Chefs Can Fight Obesity, Reduce Calories in Restaurant Food


The chef at your favorite restaurant may soon reduce the calories in some of the menu items. A survey conducted by researchers at Pennsylvania State University found that chefs may aid in the fight against obesity by cutting calories in their meals without customers noticing the difference.

Most chefs can lower calories by 10 percent and some by 25

The survey included 432 chefs, restaurant owners, and culinary executives from across the country. Notably, however, this survey did not include fast-food restaurants, which are frequented by tens of millions of Americans every day.

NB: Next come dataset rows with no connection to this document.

//! Deploy Use Case
//!
//! Orchestrates one deployment run:
//! 1. Verify local preconditions (no network yet)
//! 2. Open the remote session
//! 3. Run source, build, migrate, cutover, cleanup in order
//! 4. Close the session on every exit path
//!
//! Any stage failure except cleanup aborts the run immediately. There is no
//! retry and no rollback.

use std::time::Instant;

use tracing::{info, warn};

use crate::application::preconditions;
use crate::application::stages::{run_stage, StageContext};
use crate::config::DeployConfig;
use crate::domain::ports::{DeployEvent, DeployEventSink, RemoteSession, SessionFactory};
use crate::domain::{Stage, StageOutcome};
use crate::error::{CleanupWarning, DeployResult};

use super::options::DeployOptions;
use super::result::{DeployReport, SkippedStage};

/// Closes the session when dropped, unless closed explicitly first
struct SessionGuard<S: RemoteSession> {
    session: S,
    closed: bool,
}

impl<S: RemoteSession> SessionGuard<S> {
    fn new(session: S) -> Self {
        Self {
            session,
            closed: false,
        }
    }

    fn close(&mut self) -> DeployResult<()> {
        self.closed = true;
        self.session.close()
    }
}

impl<S: RemoteSession> Drop for SessionGuard<S> {
    fn drop(&mut self) {
        if !self.closed {
            if let Err(e) = self.session.close() {
                warn!("failed to close session: {}", e);
            }
        }
    }
}

/// Deploy use case, parameterized by how sessions are opened
pub struct DeployUseCase<F: SessionFactory> {
    factory: F,
}

impl<F: SessionFactory> DeployUseCase<F> {
    pub fn new(factory: F) -> Self {
        Self { factory }
    }

    /// Run the full pipeline
    pub fn execute(
        &self,
        config: &DeployConfig,
        options: &DeployOptions,
        events: &dyn DeployEventSink,
    ) -> DeployResult<DeployReport> {
        let started = Instant::now();

        preconditions::validate(config)?;

        events.on_event(DeployEvent::Started {
            destination: config.destination(),
            service: config.service.clone(),
            source: config.source.describe(),
            dry_run: options.dry_run,
        });

        let mut guard = SessionGuard::new(self.factory.open(config)?);
        let destination = guard.session.describe();
        info!(destination = %destination, "session open");
        events.on_event(DeployEvent::Connected { destination });

        // On failure the guard closes the session as it goes out of scope.
        let mut report = run_pipeline(&mut guard.session, config, options, events)?;

        if let Err(e) = guard.close() {
            warn!("failed to close session: {}", e);
            report
                .warnings
                .push(CleanupWarning::new("close session", e.to_string()));
        }

        report.elapsed_ms = started.elapsed().as_millis() as u64;
        events.on_event(DeployEvent::Completed {
            elapsed: started.elapsed(),
            warnings: report.warnings.len(),
        });
        info!(
            elapsed_ms = report.elapsed_ms,
            warnings = report.warnings.len(),
            "deploy finished"
        );
        Ok(report)
    }
}

fn run_pipeline(
    session: &mut dyn RemoteSession,
    config: &DeployConfig,
    options: &DeployOptions,
    events: &dyn DeployEventSink,
) -> DeployResult<DeployReport> {
    let mut ctx = StageContext::new(session, config, options, events);
    let mut report = DeployReport {
        destination: config.destination(),
        service: config.service.clone(),
        dry_run: options.dry_run,
        ..DeployReport::default()
    };

    for stage in Stage::PIPELINE {
        events.on_event(DeployEvent::StageStarted { stage });
        info!(stage = %stage, "stage started");
        let stage_started = Instant::now();

        match run_stage(stage, &mut ctx) {
            Ok(StageOutcome::Skipped { reason }) => {
                info!(stage = %stage, reason = %reason, "stage skipped");
                events.on_event(DeployEvent::StageSkipped {
                    stage,
                    reason: reason.clone(),
                });
                report.skipped.push(SkippedStage { stage, reason });
            }
            Ok(outcome) => {
                report.warnings.extend(outcome.warnings().iter().cloned());
                report.completed.push(stage);
                events.on_event(DeployEvent::StageCompleted {
                    stage,
                    elapsed: stage_started.elapsed(),
                });
            }
            Err(e) => {
                warn!(stage = %stage, "stage failed: {}", e);
                events.on_event(DeployEvent::StageFailed {
                    stage,
                    error: e.to_string(),
                });
                return Err(e.in_stage(stage));
            }
        }
    }

    report.remote_dir = ctx.remote_dir;
    report.migrations = ctx.migrations;
    report.commands = ctx.commands;
    Ok(report)
}
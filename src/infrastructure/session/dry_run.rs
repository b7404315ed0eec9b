//! Dry-run Session
//!
//! Accepts every command without contacting the target. Each command
//! succeeds with empty output, so status probes see an existing checkout
//! and the printed plan shows the sequence of a repeat deploy. Checks that
//! depend on real output are skipped by the stages in dry-run mode.

use std::path::Path;

use tracing::debug;

use crate::config::DeployConfig;
use crate::domain::ports::{CommandOutput, RemoteSession, SessionFactory};
use crate::domain::RemoteCommand;
use crate::error::DeployResult;

#[derive(Debug, Default, Clone, Copy)]
pub struct DryRunSessionFactory;

impl SessionFactory for DryRunSessionFactory {
    type Session = DryRunSession;

    fn open(&self, config: &DeployConfig) -> DeployResult<DryRunSession> {
        Ok(DryRunSession::new(config.destination()))
    }
}

#[derive(Debug, Clone)]
pub struct DryRunSession {
    destination: String,
}

impl DryRunSession {
    pub fn new(destination: impl Into<String>) -> Self {
        Self {
            destination: destination.into(),
        }
    }
}

impl RemoteSession for DryRunSession {
    fn describe(&self) -> String {
        format!("{} (dry run)", self.destination)
    }

    fn exec(&mut self, command: &RemoteCommand) -> DeployResult<CommandOutput> {
        debug!(command = %command, "dry run");
        Ok(CommandOutput::ok(""))
    }

    fn upload(&mut self, local: &Path, remote: &str) -> DeployResult<()> {
        debug!(local = %local.display(), remote, "dry run upload");
        Ok(())
    }

    fn close(&mut self) -> DeployResult<()> {
        Ok(())
    }
}

#[cfg(test)]
mod tests {
    use super::*;

    #[test]
    fn accepts_commands_and_uploads() {
        let mut session = DryRunSession::new("deploy@h");
        session
            .run(&RemoteCommand::new("mkdir").args(["-p", "/srv/bot"]))
            .unwrap();
        session.upload(Path::new("/does/not/exist/.env"), "/srv/bot/.env").unwrap();
        session.close().unwrap();
        assert_eq!(session.describe(), "deploy@h (dry run)");
    }

    #[test]
    fn probes_report_success_with_no_output() {
        let mut session = DryRunSession::new("deploy@h");
        let out = session.exec(&RemoteCommand::new("test").args(["-d", "/x"])).unwrap();
        assert!(out.success());
        assert_eq!(out.lines().count(), 0);
    }
}
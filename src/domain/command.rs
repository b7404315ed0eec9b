//! Remote Commands
//!
//! A remote command is a program plus an argument vector and an optional
//! working directory. Rendering to a shell line quotes every piece, so config
//! values (paths, branch names, URLs) can never split into extra words or
//! inject shell syntax.

/// Structured command to run on the remote host
#[derive(Debug, Clone, PartialEq, Eq)]
pub struct RemoteCommand {
    program: String,
    args: Vec<String>,
    cwd: Option<String>,
}

impl RemoteCommand {
    pub fn new(program: impl Into<String>) -> Self {
        Self {
            program: program.into(),
            args: Vec::new(),
            cwd: None,
        }
    }

    pub fn arg(mut self, arg: impl Into<String>) -> Self {
        self.args.push(arg.into());
        self
    }

    pub fn args<I, S>(mut self, args: I) -> Self
    where
        I: IntoIterator<Item = S>,
        S: Into<String>,
    {
        self.args.extend(args.into_iter().map(Into::into));
        self
    }

    /// Run the command from `dir` on the remote host
    pub fn current_dir(mut self, dir: impl Into<String>) -> Self {
        self.cwd = Some(dir.into());
        self
    }

    /// Render as a single POSIX shell line
    pub fn render(&self) -> String {
        let mut line = String::new();
        if let Some(dir) = &self.cwd {
            line.push_str("cd ");
            line.push_str(&shell_quote(dir));
            line.push_str(" && ");
        }
        line.push_str(&shell_quote(&self.program));
        for arg in &self.args {
            line.push(' ');
            line.push_str(&shell_quote(arg));
        }
        line
    }
}

impl std::fmt::Display for RemoteCommand {
    fn fmt(&self, f: &mut std::fmt::Formatter<'_>) -> std::fmt::Result {
        f.write_str(&self.render())
    }
}

/// Quote a single word for a POSIX shell
///
/// Words made only of characters the shell never interprets are left bare
/// so rendered commands stay readable; everything else is single-quoted.
pub fn shell_quote(s: &str) -> String {
    let is_plain = !s.is_empty()
        && s.chars().all(|c| {
            c.is_ascii_alphanumeric() || matches!(c, '_' | '-' | '.' | '/' | ':' | '@' | '%' | '+' | '=' | ',')
        });
    if is_plain {
        s.to_string()
    } else {
        format!("'{}'", s.replace('\'', "'\\''"))
    }
}

/// Join a relative path onto a remote base directory
pub fn remote_join(base: &str, rel: &str) -> String {
    let rel = rel.trim_start_matches("./").trim_start_matches('/');
    if rel.is_empty() {
        return base.to_string();
    }
    if base.is_empty() {
        return rel.to_string();
    }
    format!("{}/{}", base.trim_end_matches('/'), rel)
}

Numerous studies, including the Coronary Artery Risk Development in Young Adults (CARDIA) study (2010) have indicated that fast food can cause serious and extensive health problems, including obesity and cardiovascular disease.

In the new survey, 72 percent of the respondents stated they could reduce calories in meals they prepared by 10 percent without their customers noticing any difference in taste. Twenty-one percent claimed they could reduce calories by at least 25 percent.

Liane Roe, a research nutritionist in Penn State’s Department of Nutritional Sciences and a co-author of the study, pointed out that “reducing intake by as little as 100 calories per day can amount to a significant weight loss over a year.” The general rule of thumb is that you need to reduce caloric intake by 3,500 calories to lose one pound. Therefore, a 100-calorie-per-day reduction could result in a 10-pound-plus weight loss over a year.


The study’s authors found that less than half of the chefs were somewhat familiar with how many calories were in the meals they prepared, and 7 percent did not know at all. The chefs surveyed said they were more willing to create new reduced-calorie dishes than modify current ones. They are afraid customers may notice the changes to their favorites, and this could have a negative impact on sales and/or the restaurant’s and chef’s reputation.

Thirty-two percent of the chefs said little demand by customers for “healthy” food was their main concern regarding introduction of low-calorie meals, while 24 percent felt training was needed, and 18 percent named high ingredient cost as an obstacle. Seventy-one percent of the chefs said a low-calorie meal’s success revolved around taste.

How would the chefs cut calories? Most said they preferred to reduce portion sizes rather than reduce the number of calories per bite (cutting fat or adding low-calorie fruits or vegetables). The addition of water-rich foods such as fruits and vegetables, however, has been shown to help with weight loss.

In fact, Barbara Rolls, also one of the study’s authors and holder of the Helen A. Guthrie Chair in Nutrition, noted that her own research has shown that people do not notice calorie reductions up to 30 percent. The addition of fruits and vegetables also can improve the nutritional content of the foods to which they are added.

The study’s authors hope chefs will join in the fight against obesity and reduce calories in some of their dishes. Rolls noted that while each person is responsible for what he or she chooses to eat, “restaurants can make it easier for us” to reduce calorie content.